WHAT IS EXPECTED:
One range is to be output from the listing below, exactly as written: the line with "use clap::Parser;" to the line with "use serde::Serialize;", both kept.

SUPPLIED RECORDS:
──────

//! Integration tests: registry extension, detector precedence, and custom schemas.

mod common;

use hario_core::har;
use hario_core::model::Entry;
use hario_core::schema::{
    entry_shape, fallible, DetectorError, FieldKind, FieldSpec, Schema, SchemaError, SchemaRegistry,
    CHROME_DEVTOOLS, HAR_1_2,
};
use serde_json::json;

fn safari() -> Schema {
    let shape = entry_shape().refine("safari-entry", [FieldSpec::required("webkitTrace", FieldKind::Mapping)]);
    Schema::of::<Entry>("safari", "1.2", shape)
}

#[test]
fn extended_registry_resolves_custom_entries() {
    let standard = SchemaRegistry::standard();
    let registry = standard
        .to_builder()
        .register(|raw: &hario_core::RawRecord| raw.contains_key("webkitTrace"), safari())
        .build();

    let mut entry = common::cleaned_entry();
    entry["webkitTrace"] = json!({"frames": 3});
    let resolved = registry.validate(common::record(entry.clone())).unwrap();
    assert_eq!(resolved.schema().name(), "safari");
    let dumped = resolved.to_record().unwrap();
    assert_eq!(dumped["webkitTrace"]["frames"], 3);

    // the snapshot taken by to_builder leaves the original untouched
    assert_eq!(standard.resolve(&common::record(entry)).unwrap().name(), HAR_1_2);
    assert_eq!(standard.schemas().count(), registry.schemas().count() - 1);
}

#[test]
fn earlier_rules_win() {
    let registry = SchemaRegistry::standard()
        .to_builder()
        .register(|_: &hario_core::RawRecord| true, safari())
        .build();
    let resolved = registry.validate(common::record(common::devtools_entry())).unwrap();
    assert_eq!(resolved.schema().name(), CHROME_DEVTOOLS);
}

#[test]
fn custom_schema_reports_its_own_missing_fields() {
    let registry = SchemaRegistry::builder(safari()).build();
    let err = registry.validate(common::record(common::cleaned_entry())).unwrap_err();
    match err {
        SchemaError::Validation(e) => {
            assert_eq!(e.schema, "safari");
            assert!(e.has_path("webkitTrace"), "{e}");
        }
        other => panic!("unexpected {other}"),
    }
}

#[test]
fn detector_errors_propagate_through_the_loader() {
    let registry = SchemaRegistry::standard()
        .to_builder()
        .register(
            fallible(|raw: &hario_core::RawRecord| {
                if raw.contains_key("broken") {
                    Err(DetectorError::new("cannot classify entry"))
                } else {
                    Ok(false)
                }
            }),
            safari(),
        )
        .build();

    let mut bad = common::cleaned_entry();
    bad["broken"] = json!(true);
    let doc = common::har_document(vec![common::cleaned_entry(), bad]);
    let err = har::validate_value(doc, &registry).unwrap_err();
    assert_eq!(err.entry_index(), Some(1));
    match err {
        har::LoadError::Entry {
            source: SchemaError::Detector(e),
            ..
        } => assert_eq!(e.message(), "cannot classify entry"),
        other => panic!("unexpected {other}"),
    }
}

#[test]
fn lower_depth_limit_rejects_deep_initiator_stacks() {
    let mut stack = json!({"callFrames": []});
    for _ in 0..10 {
        stack = json!({"callFrames": [], "parent": stack});
    }
    let mut entry = common::devtools_entry();
    entry["_initiator"]["stack"] = stack;

    let strict = SchemaRegistry::standard().to_builder().max_depth(8).build();
    assert!(strict.validate(common::record(entry.clone())).is_err());
    assert!(SchemaRegistry::standard().validate(common::record(entry)).is_ok());
}
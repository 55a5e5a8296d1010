//! CLI parse tests.

use super::{Cli, CliCommand};
use clap::Parser;

pub(super) fn parse(args: &[&str]) -> CliCommand {
    let cli = Cli::try_parse_from(args).unwrap();
    cli.command
}

mod process;
mod rest;
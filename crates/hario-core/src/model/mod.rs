//! Typed entry models and the capability trait shared by all of them.

mod devtools;
mod har;

pub use devtools::{
    DevToolsCallFrame, DevToolsEntry, DevToolsInitiator, DevToolsRequest, DevToolsResponse,
    DevToolsStack, DevToolsTimings,
};
pub use har::{
    Browser, Content, Cookie, Creator, Entry, Header, Page, PageTimings, QueryParam, Request,
    Response, Timings,
};

use serde::Serialize;
use serde_json::Value;
use std::any::Any;
use std::fmt;

use crate::Record;

/// What every validated entry offers, whichever schema produced it.
///
/// Extended models expose their HAR 1.2 core through the accessors; the
/// concrete type is reachable with [`HarEntry::as_any`].
pub trait HarEntry: fmt::Debug + Send + Sync + 'static {
    fn started_date_time(&self) -> &str;
    fn time(&self) -> f64;
    fn request(&self) -> &Request;
    fn response(&self) -> &Response;
    fn timings(&self) -> &Timings;

    /// Encode back to a plain mapping using the wire field names.
    fn to_record(&self) -> Result<Record, serde_json::Error>;

    fn as_any(&self) -> &dyn Any;
}

impl<Rq, Rs, Tm> HarEntry for Entry<Rq, Rs, Tm>
where
    Rq: AsRef<Request> + Serialize + fmt::Debug + Send + Sync + 'static,
    Rs: AsRef<Response> + Serialize + fmt::Debug + Send + Sync + 'static,
    Tm: AsRef<Timings> + Serialize + fmt::Debug + Send + Sync + 'static,
{
    fn started_date_time(&self) -> &str {
        &self.started_date_time
    }

    fn time(&self) -> f64 {
        self.time
    }

    fn request(&self) -> &Request {
        self.request.as_ref()
    }

    fn response(&self) -> &Response {
        self.response.as_ref()
    }

    fn timings(&self) -> &Timings {
        self.timings.as_ref()
    }

    fn to_record(&self) -> Result<Record, serde_json::Error> {
        encode_record(self)
    }

    fn as_any(&self) -> &dyn Any {
        self
    }
}

impl HarEntry for DevToolsEntry {
    fn started_date_time(&self) -> &str {
        &self.base.started_date_time
    }

    fn time(&self) -> f64 {
        self.base.time
    }

    fn request(&self) -> &Request {
        &self.base.request.base
    }

    fn response(&self) -> &Response {
        &self.base.response.base
    }

    fn timings(&self) -> &Timings {
        &self.base.timings.base
    }

    fn to_record(&self) -> Result<Record, serde_json::Error> {
        encode_record(self)
    }

    fn as_any(&self) -> &dyn Any {
        self
    }
}

fn encode_record<T: Serialize>(value: &T) -> Result<Record, serde_json::Error> {
    match serde_json::to_value(value)? {
        Value::Object(map) => Ok(map),
        other => Err(<serde_json::Error as serde::ser::Error>::custom(format!(
            "entry encoded to {other} instead of a mapping"
        ))),
    }
}
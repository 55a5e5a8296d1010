//! CLI command handlers. Each command is in its own file.

mod bench;
mod inspect;
mod process;
mod worker;

pub use bench::run_bench;
pub use inspect::run_inspect;
pub use process::{run_process, ProcessOptions};
pub use worker::run_worker;

use anyhow::{Context, Result};
use hario_core::config::PipelineSettings;
use hario_core::{har, HarLog, HarioConfig, PipelineConfig, SchemaRegistry};
use std::path::Path;

use super::PipelineArgs;

/// Load and validate a HAR file with the configured depth limit.
fn load_har(cfg: &HarioConfig, path: &Path) -> Result<HarLog> {
    let registry = SchemaRegistry::standard()
        .to_builder()
        .max_depth(cfg.validation.max_depth)
        .build();
    let log = har::parse_path(path, &registry).with_context(|| format!("load HAR: {}", path.display()))?;
    tracing::info!(entries = log.len(), path = %path.display(), "loaded HAR");
    Ok(log)
}

/// `[pipeline]` settings with command-line overrides applied.
fn pipeline_settings(cfg: &HarioConfig, sizing: &PipelineArgs) -> PipelineSettings {
    let mut settings = cfg.pipeline.clone();
    if let Some(batch_size) = sizing.batch_size {
        settings.batch_size = batch_size;
    }
    if sizing.workers.is_some() {
        settings.max_workers = sizing.workers;
    }
    settings
}

fn pipeline_config(settings: PipelineSettings) -> Result<PipelineConfig> {
    PipelineConfig::try_from(settings).context("invalid pipeline settings")
}
use thiserror::Error;

use crate::transform::{NotSerializable, StepError};

#[derive(Debug, Error)]
pub enum PipelineError {
    #[error("expected a sequence of record mappings, found {found}")]
    InputShape { found: String },

    /// `index` is the record's position in the whole input, not in its batch.
    #[error("record {index}: {source}")]
    Transform {
        index: usize,
        #[source]
        source: StepError,
    },

    #[error(transparent)]
    NotSerializable(#[from] NotSerializable),

    #[error("could not encode entry {index}: {source}")]
    Dump {
        index: usize,
        #[source]
        source: serde_json::Error,
    },

    #[error("worker process failed: {0}")]
    Worker(String),

    #[error("worker panicked")]
    WorkerPanicked,

    #[error("the async strategy cannot block inside a running tokio runtime; use process_async")]
    NestedRuntime,

    #[error("could not start the async runtime: {0}")]
    Runtime(#[source] std::io::Error),

    #[error("pipeline run cancelled")]
    Cancelled,
}

impl PipelineError {
    pub(crate) fn transform(index: usize, source: StepError) -> Self {
        PipelineError::Transform { index, source }
    }

    /// Global index of the failing record, for transformer failures.
    pub fn record_index(&self) -> Option<usize> {
        match self {
            PipelineError::Transform { index, .. } | PipelineError::Dump { index, .. } => Some(*index),
            _ => None,
        }
    }
}
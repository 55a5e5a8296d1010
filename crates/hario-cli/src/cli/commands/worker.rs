//! `hario worker`: the process-parallel worker loop.

use anyhow::{Context, Result};
use hario_core::pipeline::worker;
use std::io;

pub async fn run_worker() -> Result<()> {
    tokio::task::spawn_blocking(|| {
        let stdin = io::stdin();
        let stdout = io::stdout();
        worker::serve(stdin.lock(), stdout.lock())
    })
    .await
    .context("worker task join")?
}
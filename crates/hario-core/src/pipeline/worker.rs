//! Worker process protocol: one JSON message per line.
//!
//! The parent first sends the chain description and waits for `ready`,
//! then sends one `chunk` per batch and reads back `done` or `failed`.
//! The worker exits when its stdin closes.

use anyhow::{bail, Context, Result};
use serde::{Deserialize, Serialize};
use std::io::{BufRead, Write};

use crate::transform::{Chain, ChainSpec, StepError};
use crate::Record;

#[derive(Debug, Clone, PartialEq, Serialize, Deserialize)]
#[serde(tag = "kind", rename_all = "snake_case")]
pub enum WorkerRequest {
    Chain { chain: ChainSpec },
    Chunk { index: usize, records: Vec<Record> },
}

#[derive(Debug, Clone, PartialEq, Serialize, Deserialize)]
#[serde(tag = "kind", rename_all = "snake_case")]
pub enum WorkerReply {
    Ready,
    Done {
        index: usize,
        records: Vec<Record>,
    },
    /// `record` is the failing record's position within the chunk.
    Failed {
        index: usize,
        record: usize,
        error: StepError,
    },
}

pub(crate) fn write_message<W: Write, T: Serialize>(output: &mut W, message: &T) -> std::io::Result<()> {
    serde_json::to_writer(&mut *output, message)?;
    output.write_all(b"\n")?;
    output.flush()
}

/// Serve requests from `input` until it is exhausted.
pub fn serve<R: BufRead, W: Write>(input: R, mut output: W) -> Result<()> {
    let mut chain: Option<Chain> = None;
    for (line_no, line) in input.lines().enumerate() {
        let line = line.context("reading worker request")?;
        if line.trim().is_empty() {
            continue;
        }
        let request: WorkerRequest =
            serde_json::from_str(&line).with_context(|| format!("decoding worker request on line {}", line_no + 1))?;
        let reply = match request {
            WorkerRequest::Chain { chain: spec } => {
                if chain.is_some() {
                    bail!("transformer chain received twice");
                }
                tracing::debug!(steps = spec.steps.len(), "worker received chain");
                chain = Some(Chain::from_spec(&spec));
                WorkerReply::Ready
            }
            WorkerRequest::Chunk { index, records } => {
                let Some(chain) = chain.as_ref() else {
                    bail!("chunk {index} received before the transformer chain");
                };
                apply_chunk(chain, index, records)
            }
        };
        write_message(&mut output, &reply).context("writing worker reply")?;
    }
    Ok(())
}

fn apply_chunk(chain: &Chain, index: usize, records: Vec<Record>) -> WorkerReply {
    let mut out = Vec::with_capacity(records.len());
    for (record, raw) in records.into_iter().enumerate() {
        match chain.apply(raw) {
            Ok(transformed) => out.push(transformed),
            Err(error) => return WorkerReply::Failed { index, record, error },
        }
    }
    WorkerReply::Done { index, records: out }
}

──────

WRITTEN ANSWER:
use clap::Parser;

pub(super) fn parse(args: &[&str]) -> CliCommand {
    let cli = Cli::try_parse_from(args).unwrap();
    cli.command
}

mod process;
mod rest;
filename crates/hario-core/src/model/mod.rs
//! Typed entry models and the capability trait shared by all of them.

mod devtools;
mod har;

pub use devtools::{
    DevToolsCallFrame, DevToolsEntry, DevToolsInitiator, DevToolsRequest, DevToolsResponse,
    DevToolsStack, DevToolsTimings,
};
pub use har::{
    Browser, Content, Cookie, Creator, Entry, Header, Page, PageTimings, QueryParam, Request,
    Response, Timings,
};

use serde::Serialize;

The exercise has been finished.